United States District Court, D. Maine

January 10, 2017

UNITED STATES OF AMERICA
v.
GYADEEN RAMDIHALL, Defendant

          ORDER ON DEFENDANT'S MOTION FOR AN ORDER DIRECTING THE GOVERNMENT TO ACCOUNT FOR THE DISPOSITION OF SEIZED PROPERTY

          D. BROCK HORNBY UNITED STATES DISTRICT JUDGE

         The defendant Gyadeen Ramdihall pleaded guilty to, and was convicted of, a credit card fraud conspiracy. I sentenced him to 10 months in prison, followed by a supervised release period of 3 years, and ordered him to pay restitution of $17, 987.56 jointly with a co-defendant. He has completed his prison term and now is on supervised release. He has moved for “an order directing the government to account for the disposition of seized property” (ECF No. 172), claiming that he is having difficulty paying restitution and that proceeds attributable to items that law enforcement seized from him and a companion in Kittery, Maine, should be set off against his restitution obligation. The government agrees that $309.75 should be credited against the restitution order (one victim, Capital One, obtained that amount from federal authorities), but otherwise opposes the motion.

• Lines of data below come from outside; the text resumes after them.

#[cfg(test)]
mod tests {
    use super::*;
    use crate::reconcile::error::ReconcileErrorKind;
    use crate::reconcile::spec::desired_value;
    use crate::runtime::traits::sealed::Sealed;
    use crate::runtime::{
        ContainerDetails, ContainerSpec, ContainerSummary, ImageError, ImageRecord, LayerProgress,
        PullEvent, PullEventStream,
    };
    use crate::types::ImageId;
    use async_trait::async_trait;
    use futures::stream;
    use serde_json::{Value, json};
    use std::sync::Mutex;

    #[derive(Default)]
    struct FakeRuntime {
        images: Vec<ImageRecord>,
        containers: Vec<ContainerSummary>,
        details: Vec<ContainerDetails>,
        pull_events: Vec<PullEvent>,
        pull_error: Option<String>,
        calls: Mutex<Vec<String>>,
    }

    impl FakeRuntime {
        fn record(&self, call: impl Into<String>) {
            self.calls.lock().unwrap().push(call.into());
        }

        fn calls(&self) -> Vec<String> {
            self.calls.lock().unwrap().clone()
        }
    }

    impl Sealed for FakeRuntime {}

    #[async_trait]
    impl ImageOps for FakeRuntime {
        async fn list_images(&self) -> Result<Vec<ImageRecord>, ImageError> {
            self.record("list_images");
            Ok(self.images.clone())
        }

        async fn pull_image(
            &self,
            repository: &str,
            tag: &str,
        ) -> Result<PullEventStream, ImageError> {
            self.record(format!("pull_image:{repository}:{tag}"));
            let mut items: Vec<Result<PullEvent, ImageError>> =
                self.pull_events.clone().into_iter().map(Ok).collect();
            if let Some(msg) = &self.pull_error {
                items.push(Err(ImageError::PullFailed(msg.clone())));
            }
            Ok(Box::pin(stream::iter(items)))
        }
    }

    #[async_trait]
    impl ContainerOps for FakeRuntime {
        async fn list_containers(
            &self,
            all: bool,
        ) -> Result<Vec<ContainerSummary>, ContainerError> {
            self.record(format!("list_containers:{all}"));
            Ok(self.containers.clone())
        }

        async fn create_container(
            &self,
            spec: &ContainerSpec,
        ) -> Result<ContainerId, ContainerError> {
            self.record(format!("create:{}", spec.name));
            Ok(ContainerId::new("new-id".to_string()))
        }

        async fn inspect_container(
            &self,
            id: &ContainerId,
        ) -> Result<ContainerDetails, ContainerError> {
            self.record(format!("inspect:{id}"));
            self.details
                .iter()
                .find(|d| d.id == *id)
                .cloned()
                .ok_or_else(|| ContainerError::NotFound(id.to_string()))
        }

        async fn start_container(&self, id: &ContainerId) -> Result<(), ContainerError> {
            self.record(format!("start:{id}"));
            Ok(())
        }

        async fn stop_container(&self, id: &ContainerId) -> Result<(), ContainerError> {
            self.record(format!("stop:{id}"));
            Ok(())
        }

        async fn remove_container(&self, id: &ContainerId) -> Result<(), ContainerError> {
            self.record(format!("remove:{id}"));
            Ok(())
        }
    }

    fn eosio_config() -> NodeConfig {
        NodeConfig::from_args(None, None, None, None).unwrap()
    }

    fn image_for(config: &NodeConfig) -> ImageRecord {
        ImageRecord {
            id: ImageId::new("sha256:0123abcd".to_string()),
            tags: vec![config.image.to_string()],
        }
    }

    fn summary(id: &str, name: &str) -> ContainerSummary {
        ContainerSummary {
            id: ContainerId::new(id.to_string()),
            names: vec![name.to_string()],
        }
    }

    /// Inspection snapshot a daemon would report for a container created
    /// from `config`'s spec, including fields the daemon defaults itself.
    fn matching_details(config: &NodeConfig, id: &str, running: bool) -> ContainerDetails {
        let spec = node_container_spec(config);
        let desired = desired_value(&spec);
        let mut config_obj = desired.as_object().unwrap().clone();
        let mut host_config = config_obj.remove("HostConfig").unwrap();
        config_obj.remove("name");
        config_obj.insert("Tty".to_string(), json!(false));
        config_obj.insert("AttachStdout".to_string(), json!(false));
        host_config["NetworkMode"] = json!("default");
        ContainerDetails {
            id: ContainerId::new(id.to_string()),
            name: spec.name.as_str().to_string(),
            running,
            config: Value::Object(config_obj),
            host_config,
        }
    }

    fn layer(status: &str, id: &str, detail: Option<(u64, u64)>) -> PullEvent {
        PullEvent {
            status: status.to_string(),
            id: Some(id.to_string()),
            detail: detail.map(|(current, total)| LayerProgress { current, total }),
        }
    }

    #[tokio::test]
    async fn pulls_creates_and_starts_when_nothing_exists() {
        let config = eosio_config();
        let runtime = FakeRuntime {
            pull_events: vec![
                layer("Waiting", "aa11", None),
                layer("Downloading", "aa11", Some((10, 100))),
                layer("Downloading", "aa11", Some((100, 100))),
                layer("Extracting", "aa11", Some((100, 100))),
                layer("Extracting", "aa11", Some((100, 100))),
            ],
            ..Default::default()
        };

        let mut events = Vec::new();
        let id = Reconciler::new(&runtime)
            .run(&config, |e| events.push(e))
            .await
            .unwrap();

        assert!(!id.as_str().is_empty());
        assert_eq!(events[0], ProgressEvent::PullStarted);
        assert!(matches!(events[1], ProgressEvent::PullDownloading(_)));
        assert!(matches!(events[2], ProgressEvent::PullDownloading(_)));
        // second Extracting is suppressed
        assert_eq!(
            &events[3..],
            &[
                ProgressEvent::PullExtracting,
                ProgressEvent::PullDone,
                ProgressEvent::ContainerCreated,
                ProgressEvent::ContainerStarted(id.clone()),
            ]
        );

        let calls = runtime.calls();
        assert!(calls.contains(&"pull_image:eosio/eos-dev:latest".to_string()));
        assert!(calls.contains(&"start:new-id".to_string()));
        assert!(
            !calls
                .iter()
                .any(|c| c.starts_with("stop:") || c.starts_with("remove:"))
        );
    }

    #[tokio::test]
    async fn starts_matching_stopped_container_without_recreating() {
        let config = eosio_config();
        let runtime = FakeRuntime {
            images: vec![image_for(&config)],
            containers: vec![summary("abc123", "/eosio")],
            details: vec![matching_details(&config, "abc123", false)],
            ..Default::default()
        };

        let mut events = Vec::new();
        let id = Reconciler::new(&runtime)
            .run(&config, |e| events.push(e))
            .await
            .unwrap();

        assert_eq!(id.as_str(), "abc123");
        assert_eq!(
            events,
            vec![
                ProgressEvent::ImageFound,
                ProgressEvent::ContainerFound,
                ProgressEvent::ContainerStarted(id),
            ]
        );

        let calls = runtime.calls();
        assert!(calls.contains(&"start:abc123".to_string()));
        assert!(!calls.iter().any(|c| c.starts_with("create:")));
        assert!(!calls.iter().any(|c| c.starts_with("remove:")));
    }

    #[tokio::test]
    async fn does_not_restart_matching_running_container() {
        let config = eosio_config();
        let runtime = FakeRuntime {
            images: vec![image_for(&config)],
            containers: vec![summary("abc123", "/eosio")],
            details: vec![matching_details(&config, "abc123", true)],
            ..Default::default()
        };

        let mut events = Vec::new();
        let id = Reconciler::new(&runtime)
            .run(&config, |e| events.push(e))
            .await
            .unwrap();

        assert_eq!(events.last(), Some(&ProgressEvent::ContainerStarted(id)));
        assert!(!runtime.calls().iter().any(|c| c.starts_with("start:")));
    }

    #[tokio::test]
    async fn second_run_tolerates_daemon_added_defaults() {
        // matching_details carries fields the desired spec never mentions;
        // they must not read as drift.
        let config = eosio_config();
        let runtime = FakeRuntime {
            images: vec![image_for(&config)],
            containers: vec![summary("abc123", "/eosio")],
            details: vec![matching_details(&config, "abc123", true)],
            ..Default::default()
        };

        let mut events = Vec::new();
        Reconciler::new(&runtime)
            .run(&config, |e| events.push(e))
            .await
            .unwrap();

        assert!(events.contains(&ProgressEvent::ContainerFound));
        assert!(!events.contains(&ProgressEvent::ContainerConfigModified));
    }

    #[tokio::test]
    async fn replaces_container_when_binds_drift() {
        let desired =
            NodeConfig::from_args(None, None, None, Some("/srv/contracts:/mnt/dev/contracts"))
                .unwrap();
        // the existing container was created without any binds
        let existing = matching_details(&eosio_config(), "old-id", true);
        let runtime = FakeRuntime {
            images: vec![image_for(&desired)],
            containers: vec![summary("old-id", "/eosio")],
            details: vec![existing],
            ..Default::default()
        };

        let mut events = Vec::new();
        let id = Reconciler::new(&runtime)
            .run(&desired, |e| events.push(e))
            .await
            .unwrap();

        assert_eq!(
            events,
            vec![
                ProgressEvent::ImageFound,
                ProgressEvent::ContainerConfigModified,
                ProgressEvent::ContainerCreated,
                ProgressEvent::ContainerStarted(id),
            ]
        );

        let calls = runtime.calls();
        let stop = calls.iter().position(|c| c == "stop:old-id").unwrap();
        let remove = calls.iter().position(|c| c == "remove:old-id").unwrap();
        let create = calls.iter().position(|c| c.starts_with("create:")).unwrap();
        assert!(stop < remove && remove < create);
        assert_eq!(calls.iter().filter(|c| c.starts_with("stop:")).count(), 1);
        assert_eq!(calls.iter().filter(|c| c.starts_with("remove:")).count(), 1);
        assert_eq!(calls.iter().filter(|c| c.starts_with("create:")).count(), 1);
    }

    #[tokio::test]
    async fn pull_failure_aborts_the_operation() {
        let config = eosio_config();
        let runtime = FakeRuntime {
            pull_events: vec![layer("Waiting", "aa11", None)],
            pull_error: Some("manifest unknown".to_string()),
            ..Default::default()
        };

        let mut events = Vec::new();
        let err = Reconciler::new(&runtime)
            .run(&config, |e| events.push(e))
            .await
            .unwrap_err();

        assert_eq!(err.kind(), ReconcileErrorKind::PullFailed);
        assert!(!events.contains(&ProgressEvent::PullDone));
        assert!(!runtime.calls().iter().any(|c| c.starts_with("create:")));
    }

    #[tokio::test]
    async fn stop_fails_when_no_container_matches() {
        let runtime = FakeRuntime::default();
        let name = ContainerName::new("eosio").unwrap();

        let err = Reconciler::new(&runtime).stop(&name).await.unwrap_err();

        assert_eq!(err.kind(), ReconcileErrorKind::ContainerNotFound);
        assert_eq!(runtime.calls(), vec!["list_containers:true".to_string()]);
    }

    #[tokio::test]
    async fn stop_stops_the_matching_container() {
        let runtime = FakeRuntime {
            containers: vec![summary("abc123", "/eosio")],
            ..Default::default()
        };
        let name = ContainerName::new("eosio").unwrap();

        Reconciler::new(&runtime).stop(&name).await.unwrap();

        assert!(runtime.calls().contains(&"stop:abc123".to_string()));
    }
}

         The defendant now agrees (ECF No. 182) with the government's surresponse that the Secret Service obtained the seized items from the Kittery Police Department and conducted administrative forfeiture proceedings. In those proceedings, in addition to notice by publication, the Secret Service sent notice to the defendant by Federal Express at the address provided to the court in his pretrial services report, and he received and signed for the notice (ECF No. 182 at 2).

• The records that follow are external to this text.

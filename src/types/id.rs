// ABOUTME: Phantom-typed identifiers for compile-time type safety.
// ABOUTME: Prevents accidental swapping of container and image IDs.

use std::hash::{Hash, Hasher};
use std::marker::PhantomData;

/// Marker types for phantom type parameters.
/// Using empty enums prevents instantiation and requires no trait bounds.
pub enum ContainerMarker {}
pub enum ImageMarker {}

/// A type-safe identifier that prevents accidental mixing of different ID types.
///
/// Using phantom types, this ensures you can't accidentally pass a `ContainerId`
/// where an `ImageId` is expected, catching bugs at compile time.
#[must_use = "IDs reference resources and should not be ignored"]
pub struct Id<T> {
    value: String,
    _marker: PhantomData<T>,
}

impl<T> Id<T> {
    pub fn new(value: String) -> Self {
        Self {
            value,
            _marker: PhantomData,
        }
    }

    pub fn as_str(&self) -> &str {
        &self.value
    }

    pub fn into_inner(self) -> String {
        self.value
    }
}

// Manual trait implementations that don't require T to implement the trait.
// T is only used as a phantom type marker.

impl<T> std::fmt::Debug for Id<T> {
    fn fmt(&self, f: &mut std::fmt::Formatter<'_>) -> std::fmt::Result {
        f.debug_struct("Id").field("value", &self.value).finish()
    }
}

impl<T> Clone for Id<T> {
    fn clone(&self) -> Self {
        Self {
            value: self.value.clone(),
            _marker: PhantomData,
        }
    }
}

impl<T> PartialEq for Id<T> {
    fn eq(&self, other: &Self) -> bool {
        self.value == other.value
    }
}

impl<T> Eq for Id<T> {}

impl<T> Hash for Id<T> {
    fn hash<H: Hasher>(&self, state: &mut H) {
        self.value.hash(state);
    }
}

impl<T> std::fmt::Display for Id<T> {
    fn fmt(&self, f: &mut std::fmt::Formatter<'_>) -> std::fmt::Result {
        write!(f, "{}", self.value)
    }
}

pub type ContainerId = Id<ContainerMarker>;
pub type ImageId = Id<ImageMarker>;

         As a result, the motion is Granted so as to reduce the restitution by $309.75 with respect to Capital One, and otherwise Denied. Ramdihall's recourse, if any, was to oppose the administrative forfeiture. He failed to do so.[1]Forfeiture and restitution are different remedies that serve different purposes. See, e.g., United States v. Torres, 703 F.3d 194, 203-04 (2d Cir. 2012). Except for the $309.75 paid to Capital One, there is no double recovery for victims here. See United States v. Leon-Delfis, 203 F.3d 103, 115-16 (1st Cir. 2000). I note the defendant's argument that the Attorney General, not the Secret Service, has the exclusive discretion to restore forfeited property to victims (ECF No. 182 at 3). But any rights that victims might have to challenge the government's failure to restore the forfeited property belong to them, not to Ramdihall. See United States v. Union Bank for Savings & Investment (Jordan), 487 F.3d 8, 22 (1st Cir. 2007) (“Prudential standing doctrine encompasses, among other principles, ‘the general prohibition on a litigant's raising another person's legal rights.'”)

         So Ordered.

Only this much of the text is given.